Bank v. Richmond

Citation139 S.W. 352,235 Mo. 532
PartiesMILAN BANK, Appellant, v. HENRY RICHMOND
Decision Date01 July 1911
CourtUnited States State Supreme Court of Missouri

Appeal from Macon Circuit Court. -- Hon. Nat M. Shelton, Judge.

Reversed and remanded.

Calfee & Painter, Harber & Knight, Guthrie & Franklin for appellant.

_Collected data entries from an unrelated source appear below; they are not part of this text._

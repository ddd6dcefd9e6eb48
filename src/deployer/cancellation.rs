//! Cooperative cancellation of a deployment run.

use std::sync::Arc;
use std::sync::atomic::{AtomicBool, Ordering};

use crate::core::DeployError;

/// Shared flag checked between steps of a run.
///
/// Clones observe the same flag. Cancelling does not interrupt a remote call that is
/// already in flight; the run stops before starting the next step.
#[derive(Debug, Clone, Default)]
pub struct CancellationToken {
    cancelled: Arc<AtomicBool>,
}

impl CancellationToken {
    pub fn new() -> Self {
        Self::default()
    }

    pub fn cancel(&self) {
        self.cancelled.store(true, Ordering::SeqCst);
    }

    pub fn is_cancelled(&self) -> bool {
        self.cancelled.load(Ordering::SeqCst)
    }

    /// `Err(DeployError::Cancelled)` once [`cancel`](Self::cancel) has been called.
    pub fn check(&self) -> Result<(), DeployError> {
        if self.is_cancelled() {
            return Err(DeployError::Cancelled);
        }
        Ok(())
    }
}
//! The `DeployingItems` and `ResolvingCircularDependencies` stages.
//!
//! Creation runs with bounded concurrency. Only the remote calls are concurrent:
//! the driver loop below owns the substitution dictionary, resolves each item's
//! content before its call starts and records the new id when it returns, so
//! dictionary writes never overlap.

use futures::StreamExt;
use futures::stream::FuturesUnordered;
use serde_json::Value;
use std::collections::{HashMap, HashSet};
use tracing::debug;

use super::run::DeploymentRun;
use crate::core::{DeployError, ItemPayload, ItemTemplate};
use crate::portal::CreatedItem;
use crate::resolver::{CreationSchedule, DependencyGraph};
use crate::templating::{ResolvePolicy, SubstitutionDictionary};

impl DeploymentRun<'_> {
    pub(super) async fn deploy_items(
        &mut self,
        templates: &[ItemTemplate],
        graph: &DependencyGraph,
        folder_id: &str,
    ) -> Result<(), DeployError> {
        let portal = self.portal;
        let by_id: HashMap<&str, &ItemTemplate> =
            templates.iter().map(|t| (t.item_id.as_str(), t)).collect();
        let solution_ids: HashSet<&str> = by_id.keys().copied().collect();
        let max_concurrency = self.options.max_concurrency.max(1);

        let mut schedule = CreationSchedule::new(graph)?;
        let mut in_flight = FuturesUnordered::new();

        loop {
            while in_flight.len() < max_concurrency {
                let Some(item_id) = schedule.pop_ready() else {
                    break;
                };
                self.options.cancellation.check()?;
                let Some(&template) = by_id.get(item_id.as_str()) else {
                    continue;
                };

                let policy = ResolvePolicy::lenient()
                    .deferring(template.circular_dependencies.iter().cloned())
                    .requiring(
                        template
                            .hard_dependencies()
                            .filter(|id| solution_ids.contains(id.as_str()))
                            .cloned(),
                    );
                let payload = resolve_payload(&self.dictionary, template, &policy)
                    .map_err(|err| DeployError::item_creation(&template.item_id, err))?;
                debug!("Creating {} ({})", template.item_id, template.kind);

                in_flight.push(async move {
                    let result = portal.create_item(&payload, folder_id).await;
                    (template, payload, result)
                });
            }

            let Some((template, payload, result)) = in_flight.next().await else {
                break;
            };
            let created = result.map_err(|err| DeployError::item_creation(&template.item_id, err))?;
            debug!("Created {} as {}", template.item_id, created.id);

            self.publish_created(template, &created)
                .map_err(|err| DeployError::item_creation(&template.item_id, err))?;

            // Content that names the item itself can only be completed now.
            let own_id = [template.item_id.clone()];
            if !SubstitutionDictionary::unresolved_roots(&payload.item, &own_id).is_empty()
                || !SubstitutionDictionary::unresolved_roots(&payload.data, &own_id).is_empty()
            {
                let policy =
                    ResolvePolicy::lenient().deferring(template.circular_dependencies.iter().cloned());
                let patched = self
                    .resolve_created_payload(&payload, &policy)
                    .map_err(|err| DeployError::item_creation(&template.item_id, err))?;
                portal
                    .update_item(&created.id, &patched, folder_id)
                    .await
                    .map_err(|err| DeployError::item_creation(&template.item_id, err))?;
            }

            self.progress.advance(template.estimated_cost);
            schedule.complete(&template.item_id);
        }

        if !schedule.is_finished() {
            return Err(DeployError::InvalidSolutionData {
                reason: "not every item could be scheduled".to_string(),
            });
        }
        Ok(())
    }

    /// Re-resolve every item with circular partners and write it back.
    ///
    /// Works from the original template content, so tokens deferred at creation time
    /// are still present and now resolve.
    pub(super) async fn resolve_circular_dependencies(
        &mut self,
        templates: &[ItemTemplate],
        folder_id: &str,
    ) -> Result<(), DeployError> {
        for template in templates.iter().filter(|t| t.has_circular_dependencies()) {
            self.options.cancellation.check()?;
            let destination_id = self
                .dictionary
                .item_id(&template.item_id)
                .map(str::to_string)
                .ok_or_else(|| {
                    DeployError::circular_resolution(
                        &template.item_id,
                        anyhow::anyhow!("item was never created"),
                    )
                })?;

            let policy =
                ResolvePolicy::lenient().requiring(template.circular_dependencies.iter().cloned());
            let payload = resolve_payload(&self.dictionary, template, &policy)
                .map_err(|err| DeployError::circular_resolution(&template.item_id, err))?;
            debug!("Patching circular references of {}", template.item_id);
            self.portal
                .update_item(&destination_id, &payload, folder_id)
                .await
                .map_err(|err| DeployError::circular_resolution(&template.item_id, err))?;
        }
        Ok(())
    }

    /// Record the new id and the kind's published entries.
    fn publish_created(
        &mut self,
        template: &ItemTemplate,
        created: &CreatedItem,
    ) -> Result<(), DeployError> {
        self.dictionary.record_item_id(&template.item_id, &created.id)?;
        let processor = self.registry.for_kind(&template.kind);
        for (path, value) in processor.created_entries(template, created) {
            self.dictionary.set(&path, value)?;
        }
        Ok(())
    }

    fn resolve_created_payload(
        &self,
        payload: &ItemPayload,
        policy: &ResolvePolicy,
    ) -> Result<ItemPayload, DeployError> {
        Ok(ItemPayload {
            item: self.dictionary.resolve(&payload.item, policy)?,
            data: self.dictionary.resolve(&payload.data, policy)?,
        })
    }
}

fn resolve_payload(
    dictionary: &SubstitutionDictionary,
    template: &ItemTemplate,
    policy: &ResolvePolicy,
) -> Result<ItemPayload, DeployError> {
    let mut item = dictionary.resolve(&template.item, policy)?;
    if item.is_null() {
        item = Value::Object(serde_json::Map::new());
    }
    // The portal needs the kind to create the item.
    if let Value::Object(map) = &mut item {
        map.entry("type").or_insert_with(|| Value::String(template.kind.to_string()));
    }
    Ok(ItemPayload {
        item,
        data: dictionary.resolve(&template.data, policy)?,
    })
}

(1) There is no averment in the petition that the plaintiff had a right to believe the alleged statements or that he acted prudently in believing them. McNealey v. Baldridge, 106 Mo.App. 11; Funding Co. v. Heskett, 125 Mo.App 531; Davis v. Ins. Co., 81 Mo.App. 267; Cahn v Reid, 18 Mo.App. 115; Lovelace v. Suter, 93 Mo.App. 438; Bank v. Trust Co., 179 Mo. 648. (2) The evidence fails to show any ground or reason authorizing the defendant, Richmond, to trust the alleged representations but shows his complete opportunity to make investigations. (3) The evidence fails to show any wilful fraud on the part of the plaintiff. Green v. Warren, 83 Mo.App. 574; Bank v. Trust Co., 179 Mo. 648. (4) Defendant's instructions are erroneous and prejudicial. Authorities supra; Mires v. Summerville, 85 Mo.App. 183. Slaughter v. Gerson, 13 Wall. 379; Andrus v. Smelting & Refining Co., 130 U.S. 643; Farnsworth v. Daffner, 142 U.S. 43; Mabardy v. McHugh, 202 Mass. 148, 132 Am. St. 484; Chase v. Rusk, 90 Mo.App. 25; Remmers v. Remmers, 217 Mo. 541; Ins. Co. v. Wolfson, 124 Mo.App. 286; Text-Book Co. v. Lewis, 130 Mo.App. 158; Laclede Co. v. Tie Co., 185 Mo. 25; Cummings v. Kent, 44 Oh. St. 92, 58 Am. Rep. 796; Gridley v. Dole, 4 N.Y. 486. Mansur-Tibbets Co. v. Ritchie, 143 Mo. 587; Norman v. Oberle, 90 Mo. 666; Muenks v. Bunch, 90 Mo. 500; Henry v. Buddecke, 81 Mo.App. 360; Redpath v. Lawrence, 48 Mo.App. 428.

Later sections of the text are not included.